◆ Material to process:

Segment Open

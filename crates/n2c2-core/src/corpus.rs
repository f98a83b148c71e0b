//! Gold/system folder matching and corpus loading.
//!
//! Files are paired by base filename. Names present in only one folder are
//! skipped (informational); an empty intersection leaves the corpus with no
//! pairs and the caller decides what to report. Any file that fails to load
//! aborts the whole load.

use std::collections::BTreeSet;
use std::path::{Path, PathBuf};

use serde::{Deserialize, Serialize};

use crate::domain::document::{Document, DocumentPair};
use crate::domain::error::{EvalError, Result};
use crate::domain::track::{EvalOptions, Track};
use crate::metrics::{Counter, METRICS};
use crate::obs;
use crate::track1::Track1Evaluation;

/// Outcome of intersecting the file names of two folders.
#[derive(Debug, Clone, PartialEq, Eq, Serialize, Deserialize)]
pub struct CorpusMatch {
    pub gold_dir: PathBuf,
    pub system_dir: PathBuf,
    /// Names present in both folders, sorted.
    pub common: Vec<String>,
    /// Names only in the gold folder, sorted.
    pub skipped_gold: Vec<String>,
    /// Names only in the system folder, sorted.
    pub skipped_system: Vec<String>,
}

impl CorpusMatch {
    /// List both folders and intersect the names of files with `extension`.
    pub fn discover(gold_dir: &Path, system_dir: &Path, extension: &str) -> Result<Self> {
        let gold = list_files(gold_dir, extension)?;
        let system = list_files(system_dir, extension)?;
        Ok(Self::from_names(gold_dir, system_dir, gold, system))
    }

    /// Intersect two sets of file names.
    pub fn from_names(
        gold_dir: &Path,
        system_dir: &Path,
        gold: impl IntoIterator<Item = String>,
        system: impl IntoIterator<Item = String>,
    ) -> Self {
        let gold: BTreeSet<String> = gold.into_iter().collect();
        let system: BTreeSet<String> = system.into_iter().collect();

        Self {
            gold_dir: gold_dir.to_path_buf(),
            system_dir: system_dir.to_path_buf(),
            common: gold.intersection(&system).cloned().collect(),
            skipped_gold: gold.difference(&system).cloned().collect(),
            skipped_system: system.difference(&gold).cloned().collect(),
        }
    }

    /// True when no file name is shared by the two folders.
    pub fn is_empty(&self) -> bool {
        self.common.is_empty()
    }
}

/// Loaded document pairs plus the matching that produced them.
#[derive(Debug, Clone)]
pub struct Corpus {
    matched: CorpusMatch,
    pairs: Vec<DocumentPair>,
}

impl Corpus {
    /// Match the folders for `track` and load every common file.
    ///
    /// With no common file the corpus is empty and nothing is loaded. Only
    /// Track 1 documents can be loaded; Track 2 fails before any listing.
    pub fn load(gold_dir: &Path, system_dir: &Path, track: Track) -> Result<Self> {
        if track != Track::Track1 {
            return Err(EvalError::UnsupportedTrack(track));
        }

        let matched = CorpusMatch::discover(gold_dir, system_dir, track.extension())?;
        METRICS.add(
            Counter::FilesSkipped,
            (matched.skipped_gold.len() + matched.skipped_system.len()) as u64,
        );

        if matched.is_empty() {
            obs::emit_no_matching_files(gold_dir, system_dir);
            return Ok(Self {
                matched,
                pairs: Vec::new(),
            });
        }

        obs::emit_corpus_matched(
            matched.common.len(),
            matched.skipped_gold.len(),
            matched.skipped_system.len(),
        );

        let pairs = matched
            .common
            .iter()
            .map(|name| {
                let gold = load_document(&gold_dir.join(name))?;
                let system = load_document(&system_dir.join(name))?;
                DocumentPair::new(gold, system)
            })
            .collect::<Result<Vec<_>>>()?;

        Ok(Self { matched, pairs })
    }

    /// Build a corpus from pairs already in memory.
    pub fn from_pairs(matched: CorpusMatch, pairs: Vec<DocumentPair>) -> Self {
        Self { matched, pairs }
    }

    pub fn matched(&self) -> &CorpusMatch {
        &self.matched
    }

    pub fn pairs(&self) -> &[DocumentPair] {
        &self.pairs
    }

    pub fn is_empty(&self) -> bool {
        self.pairs.is_empty()
    }

    /// Score the corpus for the selected track.
    pub fn evaluate(&self, options: &EvalOptions) -> Result<Track1Evaluation> {
        match options.track {
            Track::Track1 => Track1Evaluation::evaluate(&self.pairs, options.mode),
            Track::Track2 => Err(EvalError::UnsupportedTrack(Track::Track2)),
        }
    }
}

fn load_document(path: &Path) -> Result<Document> {
    let doc = Document::load(path)?;
    METRICS.incr(Counter::DocumentsLoaded);
    obs::emit_document_loaded(doc.path(), doc.tags().len());
    Ok(doc)
}

/// Names of regular, non-hidden files in `dir` with the given extension.
fn list_files(dir: &Path, extension: &str) -> Result<BTreeSet<String>> {
    let io_err = |source: std::io::Error| EvalError::Io {
        path: dir.to_path_buf(),
        source,
    };

    let mut names = BTreeSet::new();
    for entry in std::fs::read_dir(dir).map_err(io_err)? {
        let path = entry.map_err(io_err)?.path();
        if !path.is_file() || path.extension().and_then(|e| e.to_str()) != Some(extension) {
            continue;
        }
        match path.file_name().and_then(|n| n.to_str()) {
            Some(name) if name.starts_with('.') => {}
            Some(name) => {
                names.insert(name.to_string());
            }
            None => {
                tracing::warn!(path = %path.display(), "file name is not valid UTF-8, ignored");
            }
        }
    }
    Ok(names)
}

#[cfg(test)]
mod tests {
    use super::*;

    fn names(list: &[&str]) -> Vec<String> {
        list.iter().map(|s| s.to_string()).collect()
    }

    #[test]
    fn test_intersection_and_skipped_files() {
        let m = CorpusMatch::from_names(
            Path::new("gold"),
            Path::new("sys"),
            names(&["a.xml", "b.xml"]),
            names(&["b.xml", "c.xml"]),
        );
        assert_eq!(m.common, names(&["b.xml"]));
        assert_eq!(m.skipped_gold, names(&["a.xml"]));
        assert_eq!(m.skipped_system, names(&["c.xml"]));
        assert!(!m.is_empty());
    }

    #[test]
    fn test_disjoint_folders_match_nothing() {
        let m = CorpusMatch::from_names(
            Path::new("gold"),
            Path::new("sys"),
            names(&["a.xml"]),
            names(&["c.xml"]),
        );
        assert!(m.is_empty());
        assert_eq!(m.skipped_gold, names(&["a.xml"]));
        assert_eq!(m.skipped_system, names(&["c.xml"]));
    }

    #[test]
    fn test_common_names_are_sorted() {
        let m = CorpusMatch::from_names(
            Path::new("gold"),
            Path::new("sys"),
            names(&["20.xml", "100.xml", "3.xml"]),
            names(&["3.xml", "20.xml", "100.xml"]),
        );
        assert_eq!(m.common, names(&["100.xml", "20.xml", "3.xml"]));
    }

    #[cfg(unix)]
    #[test]
    fn test_non_utf8_file_names_are_ignored() {
        use std::ffi::OsStr;
        use std::os::unix::ffi::OsStrExt;

        let dir = tempfile::tempdir().unwrap();
        std::fs::write(dir.path().join("a.xml"), "<TAGS/>").unwrap();
        let bad = OsStr::from_bytes(b"b\xff.xml");
        if std::fs::write(dir.path().join(bad), "<TAGS/>").is_err() {
            // filesystem refuses non-UTF-8 names
            return;
        }

        let listed = list_files(dir.path(), "xml").unwrap();
        assert_eq!(listed.into_iter().collect::<Vec<_>>(), names(&["a.xml"]));
    }

    #[test]
    fn test_track2_evaluation_is_unsupported() {
        let corpus = Corpus::from_pairs(
            CorpusMatch::from_names(Path::new("g"), Path::new("s"), vec![], vec![]),
            Vec::new(),
        );
        let opts = EvalOptions {
            track: Track::Track2,
            ..EvalOptions::default()
        };
        assert!(matches!(
            corpus.evaluate(&opts),
            Err(EvalError::UnsupportedTrack(Track::Track2))
        ));
    }
}
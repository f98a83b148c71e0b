//! Report artifacts for a Track 1 run.
//!
//! - the fixed-column console table (per-criterion rows plus micro and macro
//!   summary rows)
//! - skipped-file diagnostics
//! - a machine-readable JSON artifact (`--json-out`)

use std::path::Path;

use anyhow::{Context, Result};
use chrono::{DateTime, Utc};
use serde::{Deserialize, Serialize};

use crate::corpus::CorpusMatch;
use crate::domain::criterion::{Criterion, CriterionValue};
use crate::domain::track::{EvalOptions, MatchMode, Track};
use crate::measures::{Measures, Metric};
use crate::track1::{Scope, Track1Evaluation};

/// Printed when the two folders share no file name.
pub const NO_MATCH_MESSAGE: &str = "ERROR: None of the files match.";

/// Version of the JSON artifact layout.
pub const SCHEMA_VERSION: &str = "1.0";

// ── console table ─────────────────────────────────────────────────────────

/// Skipped-file diagnostics, or the no-match error line.
///
/// Returns an empty string when every file was matched.
pub fn render_match_summary(matched: &CorpusMatch) -> String {
    if matched.is_empty() {
        return format!("{}\n", NO_MATCH_MESSAGE);
    }

    let mut out = String::new();
    for (dir, skipped) in [
        (&matched.gold_dir, &matched.skipped_gold),
        (&matched.system_dir, &matched.skipped_system),
    ] {
        if !skipped.is_empty() {
            out.push_str(&format!("Files skipped in {}:\n", dir.display()));
            out.push_str(&skipped.join(", "));
            out.push('\n');
        }
    }
    out
}

/// Render the Track 1 score table.
pub fn render_track1_table(eval: &Track1Evaluation, track: Track) -> String {
    let mut out = String::new();
    let banner = format!(" TRACK {} ", track.number());
    out.push_str(&format!("{:*^96}\n", banner));
    out.push_str(&format!(
        "{:20}  {:-^30}    {:-^22}    {:-^14}\n",
        "", " met ", " not met ", " overall "
    ));
    out.push_str(&format!(
        "{:20}  {:6}  {:6}  {:6}  {:6}    {:6}  {:6}  {:6}    {:6}  {:6}\n",
        "", "Prec.", "Rec.", "Speci.", "F(b=1)", "Prec.", "Rec.", "F(b=1)", "F(b=1)", "AUC"
    ));

    for criterion in eval.criteria() {
        let scope = Scope::Criterion(*criterion);
        let met = |metric| eval.score(scope, CriterionValue::Met, metric);
        let not_met = |metric| eval.score(scope, CriterionValue::NotMet, metric);
        out.push_str(&score_row(
            &criterion.display_name(),
            [
                met(Metric::Precision),
                met(Metric::Recall),
                met(Metric::Specificity),
                met(Metric::F1),
                not_met(Metric::Precision),
                not_met(Metric::Recall),
                not_met(Metric::F1),
                eval.criterion_overall_f1(*criterion),
                met(Metric::Auc),
            ],
        ));
    }

    out.push_str(&format!(
        "{:20}  {:-^30}    {:-^22}    {:-^14}\n",
        "", "", "", ""
    ));

    let m = eval.micro(CriterionValue::Met);
    let nm = eval.micro(CriterionValue::NotMet);
    out.push_str(&score_row(
        "Overall (micro)",
        [
            m.precision(),
            m.recall(),
            m.specificity(),
            m.f1(),
            nm.precision(),
            nm.recall(),
            nm.f1(),
            eval.micro_overall_f1(),
            m.auc(),
        ],
    ));

    let macro_met = |metric| eval.score(Scope::Macro, CriterionValue::Met, metric);
    let macro_not_met = |metric| eval.score(Scope::Macro, CriterionValue::NotMet, metric);
    out.push_str(&score_row(
        "Overall (macro)",
        [
            macro_met(Metric::Precision),
            macro_met(Metric::Recall),
            macro_met(Metric::Specificity),
            macro_met(Metric::F1),
            macro_not_met(Metric::Precision),
            macro_not_met(Metric::Recall),
            macro_not_met(Metric::F1),
            eval.macro_overall_f1(),
            macro_met(Metric::Auc),
        ],
    ));

    out.push('\n');
    let found = format!("  {} files found  ", eval.pair_count());
    out.push_str(&format!("{:>20}  {:^74}\n", "", found));
    out
}

fn score_row(label: &str, v: [f64; 9]) -> String {
    format!(
        "{:>20}  {:<5.4}  {:<5.4}  {:<5.4}  {:<5.4}    {:<5.4}  {:<5.4}  {:<5.4}    {:<5.4}  {:<5.4}\n",
        label, v[0], v[1], v[2], v[3], v[4], v[5], v[6], v[7], v[8]
    )
}

// ── scores.json ───────────────────────────────────────────────────────────

/// Metrics for one label, with the counts they came from when available.
#[derive(Debug, Clone, Serialize, Deserialize, PartialEq)]
pub struct LabelScores {
    pub precision: f64,
    pub recall: f64,
    pub specificity: f64,
    pub f1: f64,
    pub auc: f64,
    #[serde(default, skip_serializing_if = "Option::is_none")]
    pub counts: Option<Measures>,
}

impl LabelScores {
    fn from_measures(m: &Measures) -> Self {
        Self {
            precision: m.precision(),
            recall: m.recall(),
            specificity: m.specificity(),
            f1: m.f1(),
            auc: m.auc(),
            counts: Some(*m),
        }
    }

    fn from_table(eval: &Track1Evaluation, scope: Scope, value: CriterionValue) -> Self {
        let get = |metric| eval.score(scope, value, metric);
        Self {
            precision: get(Metric::Precision),
            recall: get(Metric::Recall),
            specificity: get(Metric::Specificity),
            f1: get(Metric::F1),
            auc: get(Metric::Auc),
            counts: None,
        }
    }
}

/// Per-criterion row of the JSON artifact.
#[derive(Debug, Clone, Serialize, Deserialize, PartialEq)]
pub struct CriterionScores {
    pub criterion: Criterion,
    pub met: LabelScores,
    pub not_met: LabelScores,
    pub overall_f1: f64,
}

/// Micro or macro summary row.
#[derive(Debug, Clone, Serialize, Deserialize, PartialEq)]
pub struct SummaryScores {
    pub met: LabelScores,
    pub not_met: LabelScores,
    pub overall_f1: f64,
}

/// Canonical score artifact written next to the console table.
#[derive(Debug, Clone, Serialize, Deserialize, PartialEq)]
pub struct ScoreReportArtifact {
    pub schema_version: String,
    pub generated_at: DateTime<Utc>,
    pub track: Track,
    pub mode: MatchMode,
    pub pair_count: usize,
    pub skipped_gold: Vec<String>,
    pub skipped_system: Vec<String>,
    pub criteria: Vec<CriterionScores>,
    pub micro: SummaryScores,
    #[serde(rename = "macro")]
    pub macro_avg: SummaryScores,
}

impl ScoreReportArtifact {
    pub fn new(eval: &Track1Evaluation, matched: &CorpusMatch, options: &EvalOptions) -> Self {
        let counts = eval.counts();
        let criteria = eval
            .criteria()
            .iter()
            .map(|c| CriterionScores {
                criterion: *c,
                met: LabelScores::from_measures(&counts.cell(*c, CriterionValue::Met)),
                not_met: LabelScores::from_measures(&counts.cell(*c, CriterionValue::NotMet)),
                overall_f1: eval.criterion_overall_f1(*c),
            })
            .collect();

        Self {
            schema_version: SCHEMA_VERSION.to_string(),
            generated_at: Utc::now(),
            track: options.track,
            mode: options.mode,
            pair_count: eval.pair_count(),
            skipped_gold: matched.skipped_gold.clone(),
            skipped_system: matched.skipped_system.clone(),
            criteria,
            micro: SummaryScores {
                met: LabelScores::from_measures(&eval.micro(CriterionValue::Met)),
                not_met: LabelScores::from_measures(&eval.micro(CriterionValue::NotMet)),
                overall_f1: eval.micro_overall_f1(),
            },
            macro_avg: SummaryScores {
                met: LabelScores::from_table(eval, Scope::Macro, CriterionValue::Met),
                not_met: LabelScores::from_table(eval, Scope::Macro, CriterionValue::NotMet),
                overall_f1: eval.macro_overall_f1(),
            },
        }
    }
}

/// Write the score artifact as pretty JSON.
pub fn write_score_report_json(path: &Path, artifact: &ScoreReportArtifact) -> Result<()> {
    let content = serde_json::to_string_pretty(artifact).context("serialize score artifact")?;
    std::fs::write(path, content).with_context(|| format!("write {:?}", path))?;
    Ok(())
}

Segment Closed

Retype the listing above, word for word, from its first line to the line containing "the whole load.", both ends included.

filename crates/n2c2-core/src/corpus.rs
repository f98a83b148c71e0b
//! Gold/system folder matching and corpus loading.
//!
//! Files are paired by base filename. Names present in only one folder are
//! skipped (informational); an empty intersection leaves the corpus with no
//! pairs and the caller decides what to report. Any file that fails to load
//! aborts the whole load.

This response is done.